SYDNEY FINKELSTEIN: I have a tendency of talking about this as if it’s the greatest thing since sliced bread. That’s probably being communicated right now. So, the question to ask is, what is the culture and environment of the team. How are they used to working? And if you started all of a sudden to show up and start to do this one-on-one teaching, would they be wondering what the heck is happening? That doesn’t mean it’s a bad idea; it means the transition to try to do it a little bit is gonna probably going to be a little bit bumpy or take a little bit longer.

So, one of the things that I think great teachers do—to kind of flip the question a little bit—one of the things great teachers do is they customize their lessons for the people on their team. And so, I would say that you want to customize how you introduce, or begin, the process of thinking about yourself as a teacher if you haven’t done that as much or if you want to increase how often you’re behaving and acting in this way. You want to think about the team you’re in and what’s gonna work and what’s not going to work and kind of think about the sequencing of it.
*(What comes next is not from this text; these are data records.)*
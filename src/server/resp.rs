//! RESP wire codec.
//!
//! Requests arrive as arrays of bulk strings (`*2\r\n$3\r\nGET\r\n...`);
//! bare text lines are accepted as inline commands for telnet-style use.
//! Replies cover the forms the command set needs: simple strings, errors,
//! integers, bulk strings, null, and arrays of bulk strings.

use tokio::io::{AsyncBufRead, AsyncBufReadExt, AsyncReadExt, AsyncWrite, AsyncWriteExt};

use crate::error::{Error, Result};

/// One decoded request: the command name followed by its arguments.
pub type Request = Vec<Vec<u8>>;

/// Reads the next request frame. Returns `Ok(None)` on a clean end of
/// stream; malformed frames fail with [`Error::CorruptRecord`] and the
/// connection is dropped.
pub async fn read_request<R>(reader: &mut R) -> Result<Option<Request>>
where
    R: AsyncBufRead + Unpin,
{
    let line = match read_line(reader).await? {
        Some(line) => line,
        None => return Ok(None),
    };

    if let Some(rest) = line.strip_prefix(b"*" as &[u8]) {
        let count = parse_decimal(rest)?;
        let mut args = Vec::with_capacity(count);
        for _ in 0..count {
            args.push(read_bulk(reader).await?);
        }
        return Ok(Some(args));
    }

    // Inline command: whitespace-separated words on one line.
    let text = String::from_utf8_lossy(&line);
    Ok(Some(
        text.split_whitespace()
            .map(|word| word.as_bytes().to_vec())
            .collect(),
    ))
}

async fn read_line<R>(reader: &mut R) -> Result<Option<Vec<u8>>>
where
    R: AsyncBufRead + Unpin,
{
    let mut line = Vec::new();
    let n = reader.read_until(b'\n', &mut line).await?;
    if n == 0 {
        return Ok(None);
    }
    while line.last() == Some(&b'\n') || line.last() == Some(&b'\r') {
        line.pop();
    }
    Ok(Some(line))
}

async fn read_bulk<R>(reader: &mut R) -> Result<Vec<u8>>
where
    R: AsyncBufRead + Unpin,
{
    let line = read_line(reader)
        .await?
        .ok_or_else(|| Error::CorruptRecord("stream ended inside a frame".to_string()))?;
    let rest = line
        .strip_prefix(b"$" as &[u8])
        .ok_or_else(|| Error::CorruptRecord("expected a bulk string header".to_string()))?;
    let len = parse_decimal(rest)?;

    let mut buf = vec![0u8; len + 2];
    reader.read_exact(&mut buf).await?;
    if &buf[len..] != b"\r\n" {
        return Err(Error::CorruptRecord(
            "bulk string is missing its terminator".to_string(),
        ));
    }
    buf.truncate(len);
    Ok(buf)
}

fn parse_decimal(bytes: &[u8]) -> Result<usize> {
    std::str::from_utf8(bytes)
        .ok()
        .and_then(|s| s.parse::<usize>().ok())
        .ok_or_else(|| Error::CorruptRecord("malformed frame length".to_string()))
}

/// A reply to send back to the client.
#[derive(Debug, Clone, PartialEq)]
pub enum Reply {
    Simple(&'static str),
    Error(String),
    Integer(i64),
    Bulk(Vec<u8>),
    Null,
    Array(Vec<Vec<u8>>),
}

impl Reply {
    pub async fn write_to<W>(&self, writer: &mut W) -> std::io::Result<()>
    where
        W: AsyncWrite + Unpin,
    {
        let mut buf = Vec::new();
        self.encode(&mut buf);
        writer.write_all(&buf).await?;
        writer.flush().await
    }

    fn encode(&self, buf: &mut Vec<u8>) {
        match self {
            Reply::Simple(text) => {
                buf.extend_from_slice(format!("+{text}\r\n").as_bytes());
            }
            Reply::Error(msg) => {
                buf.extend_from_slice(format!("-{msg}\r\n").as_bytes());
            }
            Reply::Integer(n) => {
                buf.extend_from_slice(format!(":{n}\r\n").as_bytes());
            }
            Reply::Bulk(bytes) => {
                buf.extend_from_slice(format!("${}\r\n", bytes.len()).as_bytes());
                buf.extend_from_slice(bytes);
                buf.extend_from_slice(b"\r\n");
            }
            Reply::Null => buf.extend_from_slice(b"$-1\r\n"),
            Reply::Array(items) => {
                buf.extend_from_slice(format!("*{}\r\n", items.len()).as_bytes());
                for item in items {
                    buf.extend_from_slice(format!("${}\r\n", item.len()).as_bytes());
                    buf.extend_from_slice(item);
                    buf.extend_from_slice(b"\r\n");
                }
            }
        }
    }
}
//! Background maintenance task for the LSM engine.

use std::{sync::Arc, time::Duration};

use super::LsmStore;
use crate::error::Result;
use crate::scheduler::BackgroundTask;

/// Periodically rotates an over-threshold memtable to its SSTable. The
/// write path already rotates inline; this task is the safety net that
/// catches a memtable left at the watermark by a failed flush.
pub struct FlushTask {
    store: Arc<LsmStore>,
}

impl FlushTask {
    pub fn new(store: Arc<LsmStore>) -> Self {
        Self { store }
    }
}

#[async_trait::async_trait]
impl BackgroundTask for FlushTask {
    fn name(&self) -> &'static str {
        "memtable-flush"
    }

    fn interval(&self) -> Duration {
        self.store.config().check_file_size_interval
    }

    async fn execute(&self) -> Result<()> {
        self.store.maybe_rotate()
    }
}
impl LsmStore {
    /// Opens (creating if necessary) the engine over `config.directory`.
    ///
    /// The WAL files are replayed into the active memtable (the temporary
    /// WAL first, since its records predate the current one) and SSTables
    /// are loaded in ascending creation order.
    pub fn open(config: Config) -> Result<Self> {
        fs::create_dir_all(&config.directory)?;
        let lock = FileLock::acquire(config.directory.join(LOCK_FILE))?;

        let active = Memtable::new();
        let mut tables_by_ts = BTreeMap::new();
        let mut has_current_wal = false;
        let mut has_temp_wal = false;

        for entry in fs::read_dir(&config.directory)? {
            let path = entry?.path();
            if path.is_dir() {
                tracing::warn!(path = %path.display(), "skipping directory inside the store");
                continue;
            }
            let name = match path.file_name().and_then(|n| n.to_str()) {
                Some(name) => name,
                None => continue,
            };

            match name {
                CURRENT_WAL_FILE => has_current_wal = true,
                TEMPORARY_WAL_FILE => has_temp_wal = true,
                _ if path.extension().and_then(|e| e.to_str()) == Some(SSTABLE_EXTENSION) => {
                    let created_ns = parse_sstable_timestamp(name).ok_or_else(|| {
                        Error::CorruptRecord(format!("unparseable SSTable name: {name}"))
                    })?;
                    tables_by_ts.insert(created_ns, SsTable::open(&path)?);
                }
                _ => {}
            }
        }

        if has_temp_wal {
            replay_wal(&config.directory.join(TEMPORARY_WAL_FILE), &active)?;
        }
        let current_path = config.directory.join(CURRENT_WAL_FILE);
        if has_current_wal {
            let valid_len = replay_wal(&current_path, &active)?;
            let disk_len = fs::metadata(&current_path)?.len();
            if valid_len < disk_len {
                // Drop the torn tail so new appends follow the last whole
                // record instead of landing after the garbage.
                fs::OpenOptions::new()
                    .write(true)
                    .open(&current_path)?
                    .set_len(valid_len)?;
            }
        }

        let wal = DataFile::open(&current_path, 0, Mode::WriteOnly)?;

        let sstables: Vec<SsTable> = tables_by_ts.into_values().collect();
        tracing::info!(
            dir = %config.directory.display(),
            sstables = sstables.len(),
            replayed_keys = active.len(),
            "opened LSM store"
        );

        Ok(Self {
            config,
            lock: Mutex::new(Some(lock)),
            inner: RwLock::new(LsmInner {
                active,
                prev_immutable: None,
                sstables,
                wal,
            }),
        })
    }

    pub fn config(&self) -> &Config {
        &self.config
    }

    /// Rotates the active memtable if it has reached the entry watermark.
    /// Also runs as a periodic safety net behind the inline check in the
    /// write path.
    pub fn maybe_rotate(&self) -> Result<()> {
        let mut inner = self.inner.write()?;
        if inner.active.len() >= self.config.max_memtable_entries {
            self.rotate(&mut inner)?;
        }
        Ok(())
    }

    /// Moves the active memtable into the immutable slot, cycles the WAL
    /// through `temporary_wal_file`, flushes the immutable memtable to a
    /// new SSTable and finally deletes the parked WAL.
    ///
    /// If the flush fails the memtable stays in the immutable slot and the
    /// parked WAL stays on disk, so neither reads nor crash recovery lose
    /// anything.
    fn rotate(&self, inner: &mut LsmInner) -> Result<()> {
        if inner.active.is_empty() {
            return Ok(());
        }
        // A failed earlier flush leaves the immutable slot occupied and its
        // WAL parked; retry that flush before parking another memtable.
        self.flush_immutable(inner)?;

        let dir = &self.config.directory;
        let current_path = dir.join(CURRENT_WAL_FILE);
        let temp_path = dir.join(TEMPORARY_WAL_FILE);

        inner.prev_immutable = Some(std::mem::take(&mut inner.active));

        inner.wal.sync()?;
        inner.wal.close()?;
        // A temporary WAL can only still exist here if a prior process
        // crashed after the rename; its records were replayed on open.
        if temp_path.exists() {
            fs::remove_file(&temp_path)?;
        }
        fs::rename(&current_path, &temp_path)?;
        inner.wal = DataFile::open(&current_path, 0, Mode::WriteOnly)?;
        sync_dir(dir)?;

        self.flush_immutable(inner)
    }

    /// Builds an SSTable from the immutable memtable, if one is pending,
    /// then clears the slot and deletes the parked WAL it came from.
    fn flush_immutable(&self, inner: &mut LsmInner) -> Result<()> {
        let immutable = match inner.prev_immutable.as_ref() {
            Some(immutable) => immutable,
            None => return Ok(()),
        };

        let dir = &self.config.directory;
        let mut created_ns = clock::now_nanos();
        let mut table_path = dir.join(sstable_file_name(created_ns));
        // Nanosecond timestamps can still collide on coarse clocks; bump
        // until the name is free so a later table always sorts later.
        while table_path.exists() {
            created_ns += 1;
            table_path = dir.join(sstable_file_name(created_ns));
        }

        let table = SsTable::build(&table_path, self.config.sstable_batch_size, immutable)?;
        inner.sstables.push(table);
        inner.prev_immutable = None;

        let temp_path = dir.join(TEMPORARY_WAL_FILE);
        if temp_path.exists() {
            fs::remove_file(&temp_path)?;
        }

        tracing::info!(
            table = %table_path.display(),
            sstables = inner.sstables.len(),
            "flushed memtable to SSTable"
        );
        Ok(())
    }

    /// Appends the command to the WAL, mirrors it into the active memtable
    /// and rotates when the watermark is reached.
    fn log_command(&self, inner: &mut LsmInner, record: CommandRecord) -> Result<()> {
        let mut buf = Vec::with_capacity(record.encoded_len());
        record.encode(&mut buf);
        inner.wal.append(&buf)?;
        inner.active.put(record);

        if inner.active.len() >= self.config.max_memtable_entries {
            self.rotate(inner)?;
        }
        Ok(())
    }

    /// Finds the newest command record for `key`: active memtable, then the
    /// immutable slot, then SSTables newest-first.
    fn lookup(&self, inner: &LsmInner, key: &str) -> Result<CommandRecord> {
        if let Some(record) = inner.active.get(key) {
            return Ok(record);
        }
        if let Some(prev) = &inner.prev_immutable {
            if let Some(record) = prev.get(key) {
                return Ok(record);
            }
        }
        for table in inner.sstables.iter().rev() {
            match table.query(key) {
                Ok(record) => return Ok(record),
                Err(Error::KeyNotInSstable) => continue,
                Err(e) => return Err(e),
            }
        }
        Err(Error::KeyMissing)
    }

    /// Interprets a found command: a DEL is a definitive miss, a SET yields
    /// its value once expiry is checked.
    fn get_validated(&self, inner: &LsmInner, key: &str) -> Result<Vec<u8>> {
        let record = self.lookup(inner, key)?;
        match record.header.cmd_type {
            CommandType::Del => Err(Error::KeyMissing),
            CommandType::Set => {
                if record.is_expired(clock::now_nanos()) {
                    return Err(Error::KeyExpired);
                }
                Ok(record.value)
            }
            CommandType::Get => Err(Error::CorruptRecord(
                "GET command found in the write path".to_string(),
            )),
        }
    }

    fn add(&self, key: &str, delta: i64) -> Result<i64> {
        let mut inner = self.inner.write()?;
        let current = self.get_validated(&inner, key)?;
        let next = parse_int(&current)? + delta;
        self.log_command(
            &mut inner,
            CommandRecord::set(key, next.to_string().as_bytes()),
        )?;
        Ok(next)
    }

    /// Live keys as seen by the in-memory structures: the active memtable
    /// shadows the immutable slot, and DEL records drop keys.
    fn memtable_keys(&self, inner: &LsmInner) -> Vec<String> {
        let mut merged: BTreeMap<String, CommandType> = BTreeMap::new();
        if let Some(prev) = &inner.prev_immutable {
            for (key, record) in prev.iter() {
                merged.insert(key, record.header.cmd_type);
            }
        }
        for (key, record) in inner.active.iter() {
            merged.insert(key, record.header.cmd_type);
        }
        merged
            .into_iter()
            .filter(|(_, cmd)| *cmd == CommandType::Set)
            .map(|(key, _)| key)
            .collect()
    }
}

impl Store for LsmStore {
    fn get(&self, key: &str) -> Result<Vec<u8>> {
        let inner = self.inner.read()?;
        self.get_validated(&inner, key)
    }

    fn mget(&self, keys: &[String]) -> Vec<Result<Vec<u8>>> {
        // Deliberately the write side until this path is proven read-only.
        let inner = match self.inner.write() {
            Ok(inner) => inner,
            Err(e) => {
                return keys
                    .iter()
                    .map(|_| Err(Error::Io(e.to_string())))
                    .collect()
            }
        };
        keys.iter()
            .map(|key| self.get_validated(&inner, key))
            .collect()
    }

    fn set(&self, key: &str, value: &[u8]) -> Result<()> {
        validate_entry(key, value)?;
        let mut inner = self.inner.write()?;
        self.log_command(&mut inner, CommandRecord::set(key, value))
    }

    fn delete(&self, key: &str) -> Result<()> {
        let mut inner = self.inner.write()?;
        self.log_command(&mut inner, CommandRecord::del(key))
    }

    fn exists(&self, key: &str) -> bool {
        let inner = match self.inner.read() {
            Ok(inner) => inner,
            Err(_) => return false,
        };

        let found = inner
            .active
            .get(key)
            .or_else(|| inner.prev_immutable.as_ref().and_then(|prev| prev.get(key)));
        matches!(found, Some(record) if record.header.cmd_type == CommandType::Set)
    }

    fn keys(&self, pattern: &str) -> Result<Vec<String>> {
        let matcher = compile_pattern(pattern)?;
        let inner = self.inner.read()?;
        Ok(self
            .memtable_keys(&inner)
            .into_iter()
            .filter(|key| matcher.as_ref().map_or(true, |re| re.is_match(key)))
            .collect())
    }

    fn ttl(&self, key: &str) -> Result<i64> {
        let inner = self.inner.read()?;
        let record = self.lookup(&inner, key)?;
        if record.header.cmd_type == CommandType::Del {
            return Err(Error::KeyMissing);
        }
        if record.header.expiry == 0 {
            return Ok(-1);
        }
        Ok(clock::seconds_until(record.header.expiry).unwrap_or(-1))
    }

    fn expire(&self, key: &str, at: SystemTime) -> Result<()> {
        let mut inner = self.inner.write()?;
        let current = self.lookup(&inner, key)?;
        if current.header.cmd_type == CommandType::Del {
            return Err(Error::KeyMissing);
        }

        let mut record = CommandRecord::set(key, &current.value);
        record.header.expiry = clock::nanos_since_epoch(at);
        self.log_command(&mut inner, record)
    }

    fn setex(&self, key: &str, value: &[u8], ttl_secs: i64) -> Result<()> {
        validate_entry(key, value)?;
        let mut inner = self.inner.write()?;

        let mut record = CommandRecord::set(key, value);
        record.header.expiry = clock::deadline_nanos(ttl_secs);
        self.log_command(&mut inner, record)
    }

    fn persist(&self, key: &str) -> Result<()> {
        let mut inner = self.inner.write()?;
        let current = self.lookup(&inner, key)?;
        if current.header.cmd_type == CommandType::Del {
            return Err(Error::KeyMissing);
        }
        self.log_command(&mut inner, CommandRecord::set(key, &current.value))
    }

    fn incr(&self, key: &str) -> Result<i64> {
        self.add(key, 1)
    }

    fn decr(&self, key: &str) -> Result<i64> {
        self.add(key, -1)
    }

    fn sync(&self) -> Result<()> {
        let inner = self.inner.read()?;
        inner.wal.sync()
    }

    fn close(&self) -> Result<()> {
        let inner = self.inner.write()?;

        inner.wal.sync()?;
        inner.wal.close()?;
        for table in &inner.sstables {
            table.close()?;
        }

        if let Some(lock) = self.lock.lock()?.take() {
            lock.release()?;
        }

        tracing::info!(dir = %self.config.directory.display(), "closed store");
        Ok(())
    }
}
So, I think if you’re not paying enough attention to the people on your team and how they behave and what they’re doing, then I think that could make this much more difficult than it might otherwise be. As long as you can manage your time, again, as we’ve spoken about, I think there’s gonna be much more upside than the occasional hiccup that might occur.

SARAH GREEN CARMICHAEL: Well, Syd, this has been a really fun conversation, and I’ve learned a lot. So, thank you.

SYDNEY FINKELSTEIN: Thank you.

SARAH GREEN CARMICHAEL: That’s Sydney Finkelstein. He teaches management at the Tuck School of Business at Dartmouth College. He’s also the director of Tuck’s Center for Leadership. And he’s the author of the “The Best Leaders Are Great Teachers.” Read it in the January–February 2018 issue of Harvard Business Review or on HBR.org.

Thanks for listening to the HBR IdeaCast. I’m Sarah Green Carmichael.